_Problem to work on:_
Which of the lines in the listing that follows hold "ArchiveWait"? Pull each one out.

_Supplied data:_
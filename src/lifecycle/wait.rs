//! Ready-wait and archive-wait poll loops.

use std::time::Duration;

use tokio::time::{Instant, sleep};
use tracing::{debug, warn};

use crate::backend::{ApiError, Backend};
use crate::resource::{ResourceId, ResourceStatus, WaitGoal};

use super::{LifecycleError, Orchestrator, ReadyResource};

const READY_POLL_INTERVAL: Duration = Duration::from_secs(5);
const READY_MAX_ATTEMPTS: u32 = 60;
const ARCHIVE_POLL_INTERVAL: Duration = Duration::from_secs(1);
const ARCHIVE_MAX_ATTEMPTS: u32 = 300;

/// Fixed poll interval and attempt cap for a wait loop.
///
/// The worst-case wait is `interval * (max_attempts - 1)` plus the time spent
/// in the status calls themselves.
#[derive(Clone, Copy, Debug, Eq, PartialEq)]
pub struct PollPolicy {
    /// Sleep between two status polls.
    pub interval: Duration,
    /// Maximum number of status polls.
    pub max_attempts: u32,
}

impl PollPolicy {
    /// Policy used after create and rebuild.
    pub const READY: Self = Self {
        interval: READY_POLL_INTERVAL,
        max_attempts: READY_MAX_ATTEMPTS,
    };

    /// Policy used after destroy: 300 polls, one second apart.
    pub const ARCHIVE: Self = Self {
        interval: ARCHIVE_POLL_INTERVAL,
        max_attempts: ARCHIVE_MAX_ATTEMPTS,
    };

    /// Builds a custom policy.
    #[must_use]
    pub const fn new(interval: Duration, max_attempts: u32) -> Self {
        Self {
            interval,
            max_attempts,
        }
    }
}

/// What the archive-wait loop observed.
#[derive(Clone, Debug, Eq, PartialEq)]
pub(super) struct ArchiveWait {
    pub(super) archived: bool,
    pub(super) polls: u32,
    pub(super) last_status: Option<ResourceStatus>,
}

impl<B: Backend> Orchestrator<'_, B> {
    /// Polls until the backend reports the resource ready.
    ///
    /// Status call failures end the loop immediately; an exhausted budget
    /// yields [`LifecycleError::Timeout`].
    pub(super) async fn wait_until_ready(
        &self,
        id: ResourceId,
        started: Instant,
    ) -> Result<ReadyResource, LifecycleError<B::Error>> {
        let backend = self.session.backend();
        let policy = self.ready_policy;

        for attempt in 1..=policy.max_attempts {
            let resource = backend
                .get_resource(id)
                .await
                .map_err(|err| LifecycleError::remote("status", id, err))?;

            if backend.is_terminal(&resource.status, WaitGoal::Ready) {
                return Ok(ReadyResource {
                    resource,
                    polls: attempt,
                    elapsed: started.elapsed(),
                });
            }

            debug!(
                resource_id = %id,
                status = %resource.status,
                attempt,
                "waiting for resource to become ready"
            );
            if attempt < policy.max_attempts {
                sleep(policy.interval).await;
            }
        }

        Err(LifecycleError::Timeout {
            id,
            goal: WaitGoal::Ready,
            attempts: policy.max_attempts,
        })
    }

    /// Polls until the resource is archived or gone.
    ///
    /// A not-found answer counts as archived. Other status call failures are
    /// logged and consume an attempt.
    pub(super) async fn wait_until_archived(&self, id: ResourceId) -> ArchiveWait {
        let backend = self.session.backend();
        let policy = self.archive_policy;
        let mut last_status = None;

        for attempt in 1..=policy.max_attempts {
            match backend.get_resource(id).await {
                Ok(resource) if backend.is_terminal(&resource.status, WaitGoal::Archived) => {
                    return ArchiveWait {
                        archived: true,
                        polls: attempt,
                        last_status: Some(resource.status),
                    };
                }
                Ok(resource) => {
                    debug!(resource_id = %id, status = %resource.status, attempt, "status");
                    last_status = Some(resource.status);
                }
                Err(err) if err.is_not_found() => {
                    return ArchiveWait {
                        archived: true,
                        polls: attempt,
                        last_status,
                    };
                }
                Err(err) => {
                    warn!(resource_id = %id, attempt, error = %err, "status poll failed");
                }
            }

            if attempt < policy.max_attempts {
                sleep(policy.interval).await;
            }
        }

        ArchiveWait {
            archived: false,
            polls: policy.max_attempts,
            last_status,
        }
    }
}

_Response to this task:_
pub(super) struct ArchiveWait {
    pub(super) async fn wait_until_archived(&self, id: ResourceId) -> ArchiveWait {
                    return ArchiveWait {
                    return ArchiveWait {
        ArchiveWait {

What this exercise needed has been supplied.